La naturaleza del amor y de la complicidad de los esposos parece inquebrantable y está muy bellamente expuesta, con frecuencia por medio de citas literarias que llegan a componer el territorio simbólico en el que se desenvuelve la pareja. Él, especialista en lenguas clásicas, es profesor universitario; y ella, intelectualmente desengañada, como la condesa de Trípoli, se convierte en tejedora de tapices. Sin embargo, no tardan en aparecer las grietas que acabarán por hundir el matrimonio: por una parte el descubrimiento de la infertilidad de Mellie, causada al parecer por el aborto al que se sometió durante su devaneo con Ricky, y por otra el reconocimiento de que dicha relación no ha sido olvidada ni perdonada por Hoo. A lo que hay que añadir un doble sentimiento, no compartido, de traición “al otro”. Ello no impide que se hagan realidad los versos de Keats que estudiaba ella en su época universitaria: “Seré tu sacerdote y levantaré un templo / en alguna región virginal de mi mente”. Años después el solitario Hoo se encuentra en la más pequeña de las islas griegas, y es aquí donde recibe noticias de Mellie, escribiendo a continuación su carta de amor, es decir, la novela que comentamos. ¿Y en qué lugar, sino en Grecia, podría concluir esta historia repleta de alusiones míticas en la que el propio romance de los personajes se convierte, en labios de Millie, en fabuloso relato que Hoo reproduce amorosamente en su carta? Y sin embargo no hay conclusión que valga, pues el final de la novela remite a un nuevo principio, el cual suscita en el lector la esperanza de que esta vez, ambos, lo hagan mejor.

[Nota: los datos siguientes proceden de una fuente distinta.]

use crate::Redbud;

struct MapEntry<K: Ord, V> {
    key: K,
    value: Option<V>,
}

impl<K: Default + Ord, V> Default for MapEntry<K, V> {
    fn default() -> Self {
        Self {
            key: K::default(),
            value: Option::default(),
        }
    }
}

impl<K: Ord, V> PartialEq for MapEntry<K, V> {
    fn eq(&self, other: &Self) -> bool {
        self.key == other.key
    }
}

impl<K: Ord, V> Eq for MapEntry<K, V> {}

impl<K: Ord, V> PartialOrd for MapEntry<K, V> {
    fn partial_cmp(&self, other: &Self) -> Option<core::cmp::Ordering> {
        Some(self.key.cmp(&other.key))
    }
}

impl<K: Ord, V> Ord for MapEntry<K, V> {
    fn cmp(&self, other: &Self) -> core::cmp::Ordering {
        self.key.cmp(&other.key)
    }
}

/// An associative array, storing key-value pairs.
///
/// Uses a Redbud red-black tree with a specialized entry type ordered by
/// key only, so each key maps to a single value.
pub struct RedbudMap<K: Ord, V> {
    tree: Redbud<MapEntry<K, V>>,
}

impl<K: Default + Ord, V> RedbudMap<K, V> {
    #[must_use]
    pub fn new() -> Self {
        Self {
            tree: Redbud::new(),
        }
    }

    pub fn contains_key(&self, key: K) -> bool {
        self.tree.contains(&MapEntry { key, value: None })
    }

    /// Inserts a key-value pair, returning `true` when the key was new.
    ///
    /// An existing entry keeps its node; only its value is replaced.
    pub fn insert(&mut self, key: K, value: V) -> bool {
        let mut entry = MapEntry {
            key,
            value: Some(value),
        };

        if let Some(existing) = self.tree.find_key_mut(&entry) {
            existing.value = entry.value.take();
            return false;
        }

        self.tree.insert(entry);

        true
    }

    pub fn get(&self, key: K) -> Option<&V> {
        let dummy_entry = MapEntry { key, value: None };

        self.tree.find_key(&dummy_entry)?.value.as_ref()
    }

    pub fn get_mut(&mut self, key: K) -> Option<&mut V> {
        let dummy_entry = MapEntry { key, value: None };

        self.tree.find_key_mut(&dummy_entry)?.value.as_mut()
    }

    /// Removes the entry for `key`, returning whether one existed.
    pub fn remove(&mut self, key: K) -> bool {
        self.tree.remove(&MapEntry { key, value: None })
    }

    #[must_use]
    pub fn is_empty(&self) -> bool {
        self.tree.len() == 0
    }

    #[must_use]
    pub fn len(&self) -> usize {
        self.tree.len()
    }
}

impl<K: Default + Ord, V> Default for RedbudMap<K, V> {
    fn default() -> Self {
        Self::new()
    }
}

#[cfg(test)]
mod tests {
    use super::RedbudMap;

    #[test]
    pub fn map_entry_multi_insertion() {
        let mut map = RedbudMap::<usize, usize>::new();

        assert!(map.insert(3, 17));
        assert!(map.insert(2, 12));
        assert!(map.insert(1, 7));

        assert!(map.contains_key(2));
        assert!(map.contains_key(1));
        assert!(map.contains_key(3));

        assert!(!map.insert(3, 19));
        assert_eq!(map.len(), 3);
        assert_eq!(*map.get(3).unwrap(), 19);
    }

    #[test]
    pub fn map_update_entry() {
        let mut map = RedbudMap::<usize, usize>::new();

        map.insert(3, 17);
        *map.get_mut(3).unwrap() = 5;

        assert_eq!(*map.get(3).unwrap(), 5);
    }

    #[test]
    pub fn map_removal() {
        let mut map = RedbudMap::<usize, usize>::new();

        map.insert(1, 10);
        map.insert(2, 20);

        assert!(map.remove(1));
        assert!(!map.remove(1));
        assert!(map.get(1).is_none());
        assert_eq!(*map.get(2).unwrap(), 20);
        assert_eq!(map.len(), 1);
    }

    #[test]
    pub fn map_missing_key() {
        let map = RedbudMap::<usize, usize>::new();

        assert!(!map.contains_key(4));
        assert!(map.get(4).is_none());
        assert!(map.is_empty());
    }
}
use alloc::vec::Vec;

use crate::Redbud;

/// In-order iterator over a [`Redbud`] tree, yielding keys in sorted order.
///
/// Uses an explicit stack instead of parent-pointer walking, so the
/// traversal never touches the sentinel's links.
pub struct RedbudSortedIterator<'a, K: Ord> {
    pub(crate) tree: &'a Redbud<K>,
    pub(crate) curr: usize,
    pub(crate) stack: Vec<usize>,
}

impl<'a, K: Ord> Iterator for RedbudSortedIterator<'a, K> {
    type Item = &'a K;

    fn next(&mut self) -> Option<Self::Item> {
        while self.curr != Redbud::<K>::BLACK_NIL {
            self.stack.push(self.curr);
            self.curr = self.tree.get_node_by_idx(self.curr).left_child();
        }

        if let Some(node) = self.stack.pop() {
            self.curr = self.tree.get_node_by_idx(node).right_child();

            return Some(&self.tree.get_node_by_idx(node).key);
        }

        None
    }
}

#[cfg(test)]
mod tests {
    use crate::Redbud;

    #[test]
    pub fn inorder_iteration() {
        let mut tree = Redbud::<usize>::new();

        for key in [5, 1, 9, 3, 7] {
            tree.insert(key);
        }

        let keys: Vec<&usize> = tree.iter().collect();
        assert_eq!(keys, vec![&1, &3, &5, &7, &9]);
    }

    #[test]
    pub fn empty_iteration() {
        let tree = Redbud::<usize>::new();

        assert!(tree.iter().next().is_none());
    }

    #[test]
    pub fn iteration_after_erasures() {
        let mut tree = Redbud::<usize>::new();

        for key in 0..16 {
            tree.insert(key);
        }
        for key in [0, 5, 15] {
            assert!(tree.remove(&key));
        }

        let keys: Vec<usize> = tree.iter().copied().collect();
        let expected: Vec<usize> = (0..16).filter(|k| ![0, 5, 15].contains(k)).collect();
        assert_eq!(keys, expected);
    }
}
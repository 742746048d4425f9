//! Arena-backed red-black tree keeping an ordered multiset of keys.
//!
//! Nodes live in a `Vec` owned by the tree; parent/child links are indices
//! into that storage, so rotations are plain index writes and teardown is a
//! single `Vec` drop. Duplicate keys are allowed and always descend into the
//! right subtree.

extern crate alloc;

use core::cmp::Ordering;

use alloc::vec::Vec;

mod iter;
mod map;

pub use iter::RedbudSortedIterator;
pub use map::RedbudMap;

/*
Slot 0 of the storage is the tree's own sentinel: always black, self-linked,
standing in for every "no child"/"no parent" position. Each tree carries its
own sentinel, nothing is shared between instances.

Erased cells are threaded into a free list through their `parent` field, with
the head kept on the tree; `allocate` pops from that list before growing the
storage vector.
*/

#[derive(Clone, Copy, Debug, Default, PartialEq, Eq)]
#[repr(u8)]
enum NodeColor {
    #[default]
    Red,
    Black,
    /// Slot sits on the free list, not in the tree.
    Free,
}

#[derive(Debug)]
pub(crate) struct RedbudNode<K> {
    pub(crate) key: K,
    color: NodeColor,
    parent: usize,
    left: usize,
    right: usize,
}

impl<K> RedbudNode<K> {
    fn new_isolated(key: K) -> Self {
        Self {
            key,
            color: NodeColor::default(),
            parent: 0,
            left: 0,
            right: 0,
        }
    }

    pub(crate) fn left_child(&self) -> usize {
        self.left
    }

    pub(crate) fn right_child(&self) -> usize {
        self.right
    }
}

impl<K: Default> Default for RedbudNode<K> {
    fn default() -> Self {
        Self {
            key: K::default(),
            color: NodeColor::default(),
            parent: 0,
            left: 0,
            right: 0,
        }
    }
}

/// Opaque handle to a node stored in a [`Redbud`] tree.
///
/// Handles are only meaningful for the tree that produced them. A handle
/// goes stale once its node is erased; stale handles are rejected by
/// [`Redbud::erase`] and [`Redbud::key`] unless the slot has since been
/// reused by a later insertion.
#[derive(Clone, Copy, Debug, PartialEq, Eq)]
pub struct NodeHandle(usize);

/// An ordered multiset of keys backed by a red-black tree.
#[derive(Debug)]
pub struct Redbud<K: Ord> {
    storage: Vec<RedbudNode<K>>,
    root: usize,
    free_head: usize,
    length: usize,
}
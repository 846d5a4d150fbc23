//! Borrowing records repository for database operations

use async_trait::async_trait;
use sqlx::{Pool, Sqlite};

use super::BatchStore;
use crate::{
    error::{AppError, AppResult},
    models::borrowing::{
        BorrowingHistoryEntry, BorrowingQuery, BorrowingRecord, CreateBorrowingRecord,
    },
};

#[derive(Clone)]
pub struct BorrowingRepository {
    pool: Pool<Sqlite>,
}

impl BorrowingRepository {
    pub fn new(pool: Pool<Sqlite>) -> Self {
        Self { pool }
    }

    /// List borrowing records, optionally restricted to open or returned loans
    pub async fn list(&self, query: &BorrowingQuery) -> AppResult<Vec<BorrowingRecord>> {
        let sql = match query.active {
            Some(true) => {
                "SELECT * FROM borrowing_records WHERE return_date IS NULL ORDER BY borrow_date, id"
            }
            Some(false) => {
                "SELECT * FROM borrowing_records WHERE return_date IS NOT NULL ORDER BY borrow_date, id"
            }
            None => "SELECT * FROM borrowing_records ORDER BY borrow_date, id",
        };

        let records = sqlx::query_as::<_, BorrowingRecord>(sql)
            .fetch_all(&self.pool)
            .await?;
        Ok(records)
    }

    /// Get borrowing record by ID
    pub async fn get_by_id(&self, id: i64) -> AppResult<BorrowingRecord> {
        sqlx::query_as::<_, BorrowingRecord>("SELECT * FROM borrowing_records WHERE id = ?")
            .bind(id)
            .fetch_optional(&self.pool)
            .await?
            .ok_or_else(|| {
                AppError::NotFound(format!("Borrowing record with id {} not found", id))
            })
    }

    /// Borrowing history of one member, most recent first
    pub async fn history_for_member(&self, member_id: i64) -> AppResult<Vec<BorrowingHistoryEntry>> {
        let entries = sqlx::query_as::<_, BorrowingHistoryEntry>(
            r#"
            SELECT r.id, r.book_id, b.title, b.author, r.borrow_date, r.return_date
            FROM borrowing_records r
            JOIN books b ON b.id = r.book_id
            WHERE r.member_id = ?
            ORDER BY r.borrow_date DESC, r.id DESC
            "#,
        )
        .bind(member_id)
        .fetch_all(&self.pool)
        .await?;
        Ok(entries)
    }

    /// Create a borrowing record
    pub async fn create(&self, record: &CreateBorrowingRecord) -> AppResult<BorrowingRecord> {
        let row = sqlx::query_as::<_, BorrowingRecord>(
            r#"
            INSERT INTO borrowing_records (book_id, member_id, borrow_date, return_date)
            VALUES (?, ?, ?, ?)
            RETURNING *
            "#,
        )
        .bind(record.book_id)
        .bind(record.member_id)
        .bind(record.borrow_date)
        .bind(record.return_date)
        .fetch_one(&self.pool)
        .await?;
        Ok(row)
    }

    /// Count all borrowing records
    pub async fn count(&self) -> AppResult<i64> {
        let count: i64 = sqlx::query_scalar("SELECT COUNT(*) FROM borrowing_records")
            .fetch_one(&self.pool)
            .await?;
        Ok(count)
    }
}

#[async_trait]
impl BatchStore<CreateBorrowingRecord> for BorrowingRepository {
    type Record = BorrowingRecord;

    async fn insert_batch(&self, staged: &[CreateBorrowingRecord]) -> AppResult<Vec<i64>> {
        let mut tx = self.pool.begin().await?;
        let mut ids = Vec::with_capacity(staged.len());

        for record in staged {
            let id: i64 = sqlx::query_scalar(
                r#"
                INSERT INTO borrowing_records (book_id, member_id, borrow_date, return_date)
                VALUES (?, ?, ?, ?)
                RETURNING id
                "#,
            )
            .bind(record.book_id)
            .bind(record.member_id)
            .bind(record.borrow_date)
            .bind(record.return_date)
            .fetch_one(&mut *tx)
            .await?;
            ids.push(id);
        }

        tx.commit().await?;
        Ok(ids)
    }

    async fn fetch(&self, id: i64) -> AppResult<BorrowingRecord> {
        self.get_by_id(id).await
    }
}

“Sólo la Historia está más ciega de lo que lo estábamos nosotros, porque conoce el desenlace y no puede imaginar ningún otro, mientras que nosotros imaginábamos de todo menos lo que finalmente ocurrió”, escribe el narrador, quien de ese modo, ya cercano a la vejez, incorpora su relación con Mellie al curso mismo de la Historia, crónica sin fin convertida aquí en relato sentimental de su generación. El cuento, narrado por quien es ahora un profesor jubilado, explora la naturaleza de la memoria, un camino en el que se sirve de diversos cicerones literarios, desde Camus hasta Dostoievski, y que conduce a un intento de comprensión de nosotros mismos necesario para extender la mano y tocar al amado. La realización erótica buscada aquí debería servir, en el lenguaje místico de Mellie, para “crear un alma”, alma frustrada por el lejano aborto, el resentimiento y la culpa. A ello alude una de las imágenes poéticas a las que Mellie es tan aficionada y que aparece en la novela en dos ocasiones: la de un mundo de hadas habitado por ninfas y ondinas que desde el fondo de un estanque miraban a los hombres y que creían poder entenderlos, tal y como, a la inversa, el mundo de los hombres creía en ellas. “Eran jóvenes e insensatos”, dice Hoo. “Ahora, hasta las ondinas son viejas y sabias. Miran hacia arriba, hacia el reflejo de los árboles en el cielo, y dicen: ‘Es fácil entender por qué una vez creímos en seres terrenales’”. Unos seres terrenales que, no obstante su verdadera existencia, han dejado de reconocerse, y que con el tiempo no serán más que recuerdos. “¿Cuáles fueron nuestros mejores momentos?”, se interroga Hoo. “¿Cuándo mostramos nuestra mayor intensidad? ¿No fue acaso cuando nos perdimos tan completamente en el juego que nos olvidamos de que eso es lo que era?” Una pregunta que atraviesa cada una de las páginas de esta bella y conmovedora novela de amor.